DATA =
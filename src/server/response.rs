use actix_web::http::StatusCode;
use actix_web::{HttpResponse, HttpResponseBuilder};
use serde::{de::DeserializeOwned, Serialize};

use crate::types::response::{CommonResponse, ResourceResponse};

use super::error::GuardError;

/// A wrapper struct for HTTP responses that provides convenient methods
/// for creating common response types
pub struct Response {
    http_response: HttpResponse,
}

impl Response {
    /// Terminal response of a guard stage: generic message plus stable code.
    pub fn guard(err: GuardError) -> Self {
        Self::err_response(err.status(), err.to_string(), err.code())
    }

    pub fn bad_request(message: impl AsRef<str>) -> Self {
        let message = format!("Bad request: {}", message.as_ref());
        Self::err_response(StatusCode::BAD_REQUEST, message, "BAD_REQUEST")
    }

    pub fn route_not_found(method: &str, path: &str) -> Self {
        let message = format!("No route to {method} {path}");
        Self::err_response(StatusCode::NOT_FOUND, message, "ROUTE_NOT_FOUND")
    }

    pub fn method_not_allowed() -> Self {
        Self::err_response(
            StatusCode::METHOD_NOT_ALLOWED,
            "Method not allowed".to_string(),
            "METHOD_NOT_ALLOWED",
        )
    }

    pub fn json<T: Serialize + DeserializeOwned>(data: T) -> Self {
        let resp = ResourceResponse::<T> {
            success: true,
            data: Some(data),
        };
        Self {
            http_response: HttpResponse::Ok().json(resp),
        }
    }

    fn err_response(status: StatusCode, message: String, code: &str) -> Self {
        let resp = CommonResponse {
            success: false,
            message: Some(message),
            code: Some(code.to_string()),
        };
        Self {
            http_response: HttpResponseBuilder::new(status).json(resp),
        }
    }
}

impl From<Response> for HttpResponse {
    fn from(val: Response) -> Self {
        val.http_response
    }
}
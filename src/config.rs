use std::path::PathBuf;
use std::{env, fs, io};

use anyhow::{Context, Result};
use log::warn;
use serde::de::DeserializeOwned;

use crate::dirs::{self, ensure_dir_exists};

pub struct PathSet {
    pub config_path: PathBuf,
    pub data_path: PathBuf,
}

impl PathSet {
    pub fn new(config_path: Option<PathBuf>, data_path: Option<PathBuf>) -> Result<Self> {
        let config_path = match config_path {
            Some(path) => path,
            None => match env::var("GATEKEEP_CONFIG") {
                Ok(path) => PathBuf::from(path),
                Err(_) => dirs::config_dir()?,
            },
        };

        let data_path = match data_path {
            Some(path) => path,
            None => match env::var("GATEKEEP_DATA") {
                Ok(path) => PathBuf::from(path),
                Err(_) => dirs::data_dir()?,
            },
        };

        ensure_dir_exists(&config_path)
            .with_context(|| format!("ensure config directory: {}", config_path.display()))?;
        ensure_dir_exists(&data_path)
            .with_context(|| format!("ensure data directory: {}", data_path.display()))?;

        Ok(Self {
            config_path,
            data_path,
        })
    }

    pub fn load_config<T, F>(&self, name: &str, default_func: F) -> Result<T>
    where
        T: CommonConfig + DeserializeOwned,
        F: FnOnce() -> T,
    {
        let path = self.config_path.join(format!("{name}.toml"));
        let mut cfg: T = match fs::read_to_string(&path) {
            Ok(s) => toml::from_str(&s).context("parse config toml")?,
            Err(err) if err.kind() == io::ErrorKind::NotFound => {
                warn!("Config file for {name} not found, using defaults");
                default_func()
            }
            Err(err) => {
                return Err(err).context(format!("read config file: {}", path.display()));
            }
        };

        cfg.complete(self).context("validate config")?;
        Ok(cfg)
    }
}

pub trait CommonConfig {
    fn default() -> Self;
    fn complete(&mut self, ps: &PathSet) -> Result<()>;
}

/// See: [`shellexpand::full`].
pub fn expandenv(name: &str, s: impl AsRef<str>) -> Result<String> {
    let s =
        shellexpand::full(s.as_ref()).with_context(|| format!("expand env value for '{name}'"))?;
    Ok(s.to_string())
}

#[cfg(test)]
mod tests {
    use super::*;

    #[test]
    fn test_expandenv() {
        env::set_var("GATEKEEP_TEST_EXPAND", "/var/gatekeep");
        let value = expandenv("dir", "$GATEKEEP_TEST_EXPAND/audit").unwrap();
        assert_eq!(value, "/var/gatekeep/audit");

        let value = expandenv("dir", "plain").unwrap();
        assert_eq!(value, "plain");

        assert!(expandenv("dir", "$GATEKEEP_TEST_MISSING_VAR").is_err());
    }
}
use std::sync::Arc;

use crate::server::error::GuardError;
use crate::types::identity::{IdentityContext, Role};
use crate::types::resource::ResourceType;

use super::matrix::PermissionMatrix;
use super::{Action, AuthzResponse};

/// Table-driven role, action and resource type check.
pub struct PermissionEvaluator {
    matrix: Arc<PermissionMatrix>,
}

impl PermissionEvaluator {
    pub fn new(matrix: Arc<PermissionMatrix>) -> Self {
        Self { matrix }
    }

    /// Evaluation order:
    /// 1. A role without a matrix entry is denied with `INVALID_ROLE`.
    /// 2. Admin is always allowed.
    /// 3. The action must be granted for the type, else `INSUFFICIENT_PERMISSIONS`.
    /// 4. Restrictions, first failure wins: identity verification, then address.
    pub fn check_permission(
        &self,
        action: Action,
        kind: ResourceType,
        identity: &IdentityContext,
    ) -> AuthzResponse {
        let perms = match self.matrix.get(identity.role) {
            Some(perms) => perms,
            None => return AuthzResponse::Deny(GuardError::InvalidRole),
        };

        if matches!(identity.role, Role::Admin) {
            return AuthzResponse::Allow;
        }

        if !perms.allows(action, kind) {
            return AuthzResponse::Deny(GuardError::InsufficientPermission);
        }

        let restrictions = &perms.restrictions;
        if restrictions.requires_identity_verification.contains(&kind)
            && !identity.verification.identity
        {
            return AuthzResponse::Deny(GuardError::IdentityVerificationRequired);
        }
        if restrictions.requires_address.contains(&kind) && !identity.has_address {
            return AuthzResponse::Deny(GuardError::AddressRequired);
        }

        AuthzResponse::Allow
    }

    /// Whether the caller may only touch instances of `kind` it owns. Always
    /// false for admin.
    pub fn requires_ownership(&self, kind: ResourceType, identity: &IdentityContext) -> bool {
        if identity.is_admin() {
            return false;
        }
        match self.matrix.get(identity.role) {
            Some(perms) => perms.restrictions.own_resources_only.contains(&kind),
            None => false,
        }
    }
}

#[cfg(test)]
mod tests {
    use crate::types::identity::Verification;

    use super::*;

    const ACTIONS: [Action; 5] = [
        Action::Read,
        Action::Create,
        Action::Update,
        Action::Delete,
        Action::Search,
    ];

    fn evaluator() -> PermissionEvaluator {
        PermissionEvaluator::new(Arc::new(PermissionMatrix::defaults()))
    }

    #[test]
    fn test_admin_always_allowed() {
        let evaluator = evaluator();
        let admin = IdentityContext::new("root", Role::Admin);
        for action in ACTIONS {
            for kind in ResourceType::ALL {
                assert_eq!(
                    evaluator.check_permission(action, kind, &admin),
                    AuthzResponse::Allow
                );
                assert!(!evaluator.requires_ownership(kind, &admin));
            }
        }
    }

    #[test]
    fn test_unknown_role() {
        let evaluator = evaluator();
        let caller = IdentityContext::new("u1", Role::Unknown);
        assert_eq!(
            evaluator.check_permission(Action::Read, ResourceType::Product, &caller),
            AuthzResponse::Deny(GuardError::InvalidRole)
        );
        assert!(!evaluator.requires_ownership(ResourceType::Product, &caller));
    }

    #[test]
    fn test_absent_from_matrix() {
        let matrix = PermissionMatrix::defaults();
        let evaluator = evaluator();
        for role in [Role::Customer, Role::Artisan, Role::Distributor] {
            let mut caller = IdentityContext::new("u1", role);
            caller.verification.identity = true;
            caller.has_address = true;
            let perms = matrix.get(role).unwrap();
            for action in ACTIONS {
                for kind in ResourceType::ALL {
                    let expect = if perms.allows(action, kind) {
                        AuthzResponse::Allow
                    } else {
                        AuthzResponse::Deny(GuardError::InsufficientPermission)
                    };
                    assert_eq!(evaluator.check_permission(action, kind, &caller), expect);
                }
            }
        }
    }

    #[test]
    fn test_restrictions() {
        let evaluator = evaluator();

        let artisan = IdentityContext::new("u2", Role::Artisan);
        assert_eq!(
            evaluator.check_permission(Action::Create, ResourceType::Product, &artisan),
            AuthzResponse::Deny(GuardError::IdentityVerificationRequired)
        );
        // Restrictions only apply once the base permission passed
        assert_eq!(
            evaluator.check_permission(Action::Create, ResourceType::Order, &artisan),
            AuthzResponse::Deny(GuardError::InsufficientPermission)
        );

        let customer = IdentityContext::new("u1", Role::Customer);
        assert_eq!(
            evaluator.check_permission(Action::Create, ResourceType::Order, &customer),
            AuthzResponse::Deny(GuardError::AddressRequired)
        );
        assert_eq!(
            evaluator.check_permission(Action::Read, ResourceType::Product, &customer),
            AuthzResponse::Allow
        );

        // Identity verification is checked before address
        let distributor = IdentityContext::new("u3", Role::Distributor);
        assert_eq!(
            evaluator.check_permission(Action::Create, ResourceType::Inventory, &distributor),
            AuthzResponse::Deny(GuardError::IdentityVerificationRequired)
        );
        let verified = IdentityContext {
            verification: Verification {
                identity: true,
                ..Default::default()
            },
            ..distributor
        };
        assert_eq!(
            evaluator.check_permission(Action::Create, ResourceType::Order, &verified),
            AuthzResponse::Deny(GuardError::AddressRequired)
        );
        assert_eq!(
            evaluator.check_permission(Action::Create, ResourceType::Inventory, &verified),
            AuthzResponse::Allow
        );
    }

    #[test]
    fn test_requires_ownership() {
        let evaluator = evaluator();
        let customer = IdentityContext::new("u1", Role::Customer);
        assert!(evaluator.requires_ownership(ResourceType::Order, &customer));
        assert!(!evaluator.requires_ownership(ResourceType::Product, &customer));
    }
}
==
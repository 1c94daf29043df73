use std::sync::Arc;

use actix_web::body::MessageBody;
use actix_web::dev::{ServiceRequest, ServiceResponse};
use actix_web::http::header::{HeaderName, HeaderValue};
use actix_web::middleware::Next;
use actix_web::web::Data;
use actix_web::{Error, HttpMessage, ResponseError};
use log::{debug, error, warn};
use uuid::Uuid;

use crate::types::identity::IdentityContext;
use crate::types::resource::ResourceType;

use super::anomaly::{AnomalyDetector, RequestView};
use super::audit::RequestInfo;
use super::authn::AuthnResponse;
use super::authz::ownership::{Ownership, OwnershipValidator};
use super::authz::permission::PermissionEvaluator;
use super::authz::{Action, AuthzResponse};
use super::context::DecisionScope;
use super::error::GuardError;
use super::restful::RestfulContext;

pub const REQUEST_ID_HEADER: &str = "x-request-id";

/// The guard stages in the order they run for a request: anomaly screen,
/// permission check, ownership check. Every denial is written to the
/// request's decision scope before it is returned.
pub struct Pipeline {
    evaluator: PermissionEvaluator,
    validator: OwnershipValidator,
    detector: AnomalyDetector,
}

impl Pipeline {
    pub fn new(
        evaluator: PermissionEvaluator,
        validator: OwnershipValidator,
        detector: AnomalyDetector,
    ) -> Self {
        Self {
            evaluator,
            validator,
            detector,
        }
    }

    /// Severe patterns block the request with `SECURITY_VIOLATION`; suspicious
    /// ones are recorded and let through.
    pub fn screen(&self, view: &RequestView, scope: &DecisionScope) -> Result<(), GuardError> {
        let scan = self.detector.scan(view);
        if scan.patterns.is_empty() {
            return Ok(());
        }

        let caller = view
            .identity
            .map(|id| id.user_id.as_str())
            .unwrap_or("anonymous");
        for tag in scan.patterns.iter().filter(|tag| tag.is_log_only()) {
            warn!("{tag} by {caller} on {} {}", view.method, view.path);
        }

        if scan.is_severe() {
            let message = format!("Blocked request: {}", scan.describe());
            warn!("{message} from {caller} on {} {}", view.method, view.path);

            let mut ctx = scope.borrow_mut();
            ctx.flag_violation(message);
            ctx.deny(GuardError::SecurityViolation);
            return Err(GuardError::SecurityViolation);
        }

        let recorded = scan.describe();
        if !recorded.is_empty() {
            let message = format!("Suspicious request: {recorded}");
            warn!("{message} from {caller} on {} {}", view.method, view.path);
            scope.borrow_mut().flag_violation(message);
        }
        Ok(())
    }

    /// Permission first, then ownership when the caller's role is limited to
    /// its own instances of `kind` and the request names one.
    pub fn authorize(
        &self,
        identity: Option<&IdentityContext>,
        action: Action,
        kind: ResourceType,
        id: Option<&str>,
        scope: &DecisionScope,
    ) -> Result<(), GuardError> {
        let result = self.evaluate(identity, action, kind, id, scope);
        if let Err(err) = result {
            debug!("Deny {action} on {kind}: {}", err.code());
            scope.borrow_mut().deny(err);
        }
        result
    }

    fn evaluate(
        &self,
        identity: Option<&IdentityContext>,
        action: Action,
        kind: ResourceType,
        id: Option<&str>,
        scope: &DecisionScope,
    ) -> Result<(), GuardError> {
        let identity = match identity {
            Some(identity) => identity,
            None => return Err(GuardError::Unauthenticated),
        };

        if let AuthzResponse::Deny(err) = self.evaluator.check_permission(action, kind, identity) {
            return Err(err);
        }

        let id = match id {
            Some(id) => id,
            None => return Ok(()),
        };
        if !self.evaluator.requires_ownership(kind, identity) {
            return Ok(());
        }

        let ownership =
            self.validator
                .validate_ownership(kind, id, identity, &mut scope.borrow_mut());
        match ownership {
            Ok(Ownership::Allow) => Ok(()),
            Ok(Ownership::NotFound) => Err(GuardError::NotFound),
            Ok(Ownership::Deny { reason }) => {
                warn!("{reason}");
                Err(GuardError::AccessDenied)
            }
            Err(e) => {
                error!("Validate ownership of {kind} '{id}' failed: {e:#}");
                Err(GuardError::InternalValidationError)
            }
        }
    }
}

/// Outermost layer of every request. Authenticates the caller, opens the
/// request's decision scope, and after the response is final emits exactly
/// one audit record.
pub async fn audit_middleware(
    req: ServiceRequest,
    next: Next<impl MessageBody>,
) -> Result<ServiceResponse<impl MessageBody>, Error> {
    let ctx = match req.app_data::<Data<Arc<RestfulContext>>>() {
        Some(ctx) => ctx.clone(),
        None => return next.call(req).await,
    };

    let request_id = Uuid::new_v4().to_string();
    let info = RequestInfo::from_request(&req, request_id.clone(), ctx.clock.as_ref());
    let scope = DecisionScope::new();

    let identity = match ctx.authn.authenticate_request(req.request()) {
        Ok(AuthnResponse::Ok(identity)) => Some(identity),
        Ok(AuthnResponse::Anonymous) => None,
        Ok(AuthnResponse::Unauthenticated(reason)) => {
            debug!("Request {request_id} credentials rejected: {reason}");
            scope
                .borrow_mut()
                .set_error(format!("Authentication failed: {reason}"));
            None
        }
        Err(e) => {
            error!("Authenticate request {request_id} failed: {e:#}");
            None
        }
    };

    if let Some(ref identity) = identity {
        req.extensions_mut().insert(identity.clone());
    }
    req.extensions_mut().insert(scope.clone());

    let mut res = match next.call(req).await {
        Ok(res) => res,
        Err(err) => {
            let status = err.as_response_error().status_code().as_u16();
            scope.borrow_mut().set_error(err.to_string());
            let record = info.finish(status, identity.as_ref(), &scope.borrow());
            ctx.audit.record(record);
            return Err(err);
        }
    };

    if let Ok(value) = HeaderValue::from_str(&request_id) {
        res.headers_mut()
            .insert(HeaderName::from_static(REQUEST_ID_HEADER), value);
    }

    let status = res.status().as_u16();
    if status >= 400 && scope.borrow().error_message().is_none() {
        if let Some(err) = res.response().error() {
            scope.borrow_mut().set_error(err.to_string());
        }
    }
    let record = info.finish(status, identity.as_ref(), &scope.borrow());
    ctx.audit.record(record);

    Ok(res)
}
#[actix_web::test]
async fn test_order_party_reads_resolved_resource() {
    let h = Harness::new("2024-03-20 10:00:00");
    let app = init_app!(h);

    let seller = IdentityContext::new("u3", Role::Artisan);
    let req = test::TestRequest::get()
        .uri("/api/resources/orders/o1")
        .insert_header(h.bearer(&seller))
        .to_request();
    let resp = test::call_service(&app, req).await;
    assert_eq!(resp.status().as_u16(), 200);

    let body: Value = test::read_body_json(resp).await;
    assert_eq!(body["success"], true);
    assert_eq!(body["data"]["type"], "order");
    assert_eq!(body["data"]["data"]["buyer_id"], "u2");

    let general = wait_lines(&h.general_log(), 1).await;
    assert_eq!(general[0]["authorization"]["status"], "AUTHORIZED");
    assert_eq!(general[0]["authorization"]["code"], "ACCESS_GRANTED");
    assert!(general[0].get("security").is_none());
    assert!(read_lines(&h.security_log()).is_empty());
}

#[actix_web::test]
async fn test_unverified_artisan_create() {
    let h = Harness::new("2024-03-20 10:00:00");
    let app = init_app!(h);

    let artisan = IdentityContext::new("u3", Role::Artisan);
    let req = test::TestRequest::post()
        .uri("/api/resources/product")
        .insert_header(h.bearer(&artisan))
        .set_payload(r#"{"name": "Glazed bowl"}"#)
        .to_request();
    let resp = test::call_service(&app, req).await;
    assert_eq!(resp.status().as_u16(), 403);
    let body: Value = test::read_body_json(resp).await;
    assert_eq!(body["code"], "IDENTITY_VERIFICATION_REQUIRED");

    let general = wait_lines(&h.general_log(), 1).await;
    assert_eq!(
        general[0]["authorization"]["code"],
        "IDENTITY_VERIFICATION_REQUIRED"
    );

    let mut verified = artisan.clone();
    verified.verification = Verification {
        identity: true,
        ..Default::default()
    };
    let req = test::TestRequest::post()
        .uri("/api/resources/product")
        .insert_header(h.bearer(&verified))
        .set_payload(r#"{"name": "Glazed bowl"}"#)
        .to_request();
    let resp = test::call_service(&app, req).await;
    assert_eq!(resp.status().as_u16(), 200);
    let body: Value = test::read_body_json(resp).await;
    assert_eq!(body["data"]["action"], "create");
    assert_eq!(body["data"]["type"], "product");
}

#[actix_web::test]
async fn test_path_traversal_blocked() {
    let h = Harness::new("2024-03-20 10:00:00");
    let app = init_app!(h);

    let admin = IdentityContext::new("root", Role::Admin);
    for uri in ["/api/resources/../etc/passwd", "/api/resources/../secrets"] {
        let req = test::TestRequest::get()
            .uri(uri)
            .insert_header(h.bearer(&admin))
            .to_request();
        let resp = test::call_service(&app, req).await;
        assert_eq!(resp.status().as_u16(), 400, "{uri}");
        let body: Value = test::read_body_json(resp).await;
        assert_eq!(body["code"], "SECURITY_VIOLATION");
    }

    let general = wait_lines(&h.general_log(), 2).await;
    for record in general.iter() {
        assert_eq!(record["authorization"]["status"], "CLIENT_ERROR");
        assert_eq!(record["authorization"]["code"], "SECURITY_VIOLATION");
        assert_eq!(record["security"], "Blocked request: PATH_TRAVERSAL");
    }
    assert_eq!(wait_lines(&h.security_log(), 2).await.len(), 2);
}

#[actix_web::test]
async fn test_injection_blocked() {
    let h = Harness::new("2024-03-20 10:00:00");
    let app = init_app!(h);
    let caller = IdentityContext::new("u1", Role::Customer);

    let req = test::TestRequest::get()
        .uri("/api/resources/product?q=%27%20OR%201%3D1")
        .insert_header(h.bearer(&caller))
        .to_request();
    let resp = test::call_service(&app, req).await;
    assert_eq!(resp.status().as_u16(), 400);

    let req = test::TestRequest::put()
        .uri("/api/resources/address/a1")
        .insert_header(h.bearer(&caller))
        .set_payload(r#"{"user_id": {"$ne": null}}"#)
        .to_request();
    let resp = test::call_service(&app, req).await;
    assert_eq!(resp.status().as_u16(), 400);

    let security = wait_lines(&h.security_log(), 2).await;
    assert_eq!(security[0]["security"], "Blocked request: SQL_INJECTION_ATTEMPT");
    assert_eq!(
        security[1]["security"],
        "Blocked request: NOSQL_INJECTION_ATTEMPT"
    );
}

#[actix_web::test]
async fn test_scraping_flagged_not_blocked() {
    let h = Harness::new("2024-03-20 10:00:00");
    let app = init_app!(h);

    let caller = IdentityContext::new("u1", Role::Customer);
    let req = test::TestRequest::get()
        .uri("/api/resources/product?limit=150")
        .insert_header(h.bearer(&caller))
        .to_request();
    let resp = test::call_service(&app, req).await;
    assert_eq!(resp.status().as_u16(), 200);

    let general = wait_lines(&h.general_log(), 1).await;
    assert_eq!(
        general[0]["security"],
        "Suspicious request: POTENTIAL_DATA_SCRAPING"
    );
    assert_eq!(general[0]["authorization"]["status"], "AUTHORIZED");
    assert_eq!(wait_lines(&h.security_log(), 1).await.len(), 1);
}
--
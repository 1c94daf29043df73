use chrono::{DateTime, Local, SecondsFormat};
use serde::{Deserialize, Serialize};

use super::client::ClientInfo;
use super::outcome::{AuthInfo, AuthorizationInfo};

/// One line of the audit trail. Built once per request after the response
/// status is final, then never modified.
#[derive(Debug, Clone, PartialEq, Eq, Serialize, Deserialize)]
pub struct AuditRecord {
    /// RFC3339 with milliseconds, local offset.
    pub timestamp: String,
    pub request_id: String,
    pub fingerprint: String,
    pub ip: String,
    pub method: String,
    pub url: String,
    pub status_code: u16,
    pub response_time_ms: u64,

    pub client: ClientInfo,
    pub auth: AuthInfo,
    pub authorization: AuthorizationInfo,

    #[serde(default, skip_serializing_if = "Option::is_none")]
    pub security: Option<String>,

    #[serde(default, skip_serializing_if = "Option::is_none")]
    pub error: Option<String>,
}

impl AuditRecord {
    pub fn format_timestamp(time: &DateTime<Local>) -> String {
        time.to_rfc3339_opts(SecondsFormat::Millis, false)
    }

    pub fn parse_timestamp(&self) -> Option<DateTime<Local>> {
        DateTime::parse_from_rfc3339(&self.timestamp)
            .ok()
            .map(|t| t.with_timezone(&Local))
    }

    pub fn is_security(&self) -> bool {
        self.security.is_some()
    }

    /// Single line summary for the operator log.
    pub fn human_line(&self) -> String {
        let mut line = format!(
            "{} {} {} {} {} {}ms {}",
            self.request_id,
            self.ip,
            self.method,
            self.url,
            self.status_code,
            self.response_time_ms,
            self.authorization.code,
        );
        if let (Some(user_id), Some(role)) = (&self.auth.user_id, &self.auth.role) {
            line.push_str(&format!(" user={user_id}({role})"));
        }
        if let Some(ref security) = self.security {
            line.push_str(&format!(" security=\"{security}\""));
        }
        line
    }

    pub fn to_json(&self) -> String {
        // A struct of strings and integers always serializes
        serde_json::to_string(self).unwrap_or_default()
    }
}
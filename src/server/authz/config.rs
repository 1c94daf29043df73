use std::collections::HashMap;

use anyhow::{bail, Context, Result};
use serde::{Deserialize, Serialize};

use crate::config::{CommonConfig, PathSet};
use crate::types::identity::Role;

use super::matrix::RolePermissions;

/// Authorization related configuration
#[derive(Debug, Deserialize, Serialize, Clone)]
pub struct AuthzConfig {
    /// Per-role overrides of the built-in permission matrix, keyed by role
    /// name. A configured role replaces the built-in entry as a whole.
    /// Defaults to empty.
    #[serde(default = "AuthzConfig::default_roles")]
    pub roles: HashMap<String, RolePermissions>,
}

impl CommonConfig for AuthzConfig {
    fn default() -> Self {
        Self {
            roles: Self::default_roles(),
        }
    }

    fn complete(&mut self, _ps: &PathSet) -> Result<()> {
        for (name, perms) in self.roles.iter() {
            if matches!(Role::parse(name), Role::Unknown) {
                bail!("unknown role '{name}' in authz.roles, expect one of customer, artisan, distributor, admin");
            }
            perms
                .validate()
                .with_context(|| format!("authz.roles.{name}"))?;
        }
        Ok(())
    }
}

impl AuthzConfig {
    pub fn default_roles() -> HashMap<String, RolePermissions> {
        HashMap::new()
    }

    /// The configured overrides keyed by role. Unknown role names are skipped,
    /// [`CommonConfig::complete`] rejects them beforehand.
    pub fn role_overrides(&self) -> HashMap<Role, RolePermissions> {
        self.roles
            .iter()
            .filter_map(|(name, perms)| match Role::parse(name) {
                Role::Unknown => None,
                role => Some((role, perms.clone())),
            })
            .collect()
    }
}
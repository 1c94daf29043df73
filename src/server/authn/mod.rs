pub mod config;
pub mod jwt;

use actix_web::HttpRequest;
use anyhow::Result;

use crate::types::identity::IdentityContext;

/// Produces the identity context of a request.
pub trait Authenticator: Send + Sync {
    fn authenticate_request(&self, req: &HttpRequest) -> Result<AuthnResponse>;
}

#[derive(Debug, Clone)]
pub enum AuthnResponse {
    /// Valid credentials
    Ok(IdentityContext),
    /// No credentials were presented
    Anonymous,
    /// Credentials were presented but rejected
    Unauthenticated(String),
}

THE PROBLEM =
Whenever a line in the data above contains the word "RolePermissions", include it in the tally, and report only the final number.

RESULT OF THE EXERCISE =
4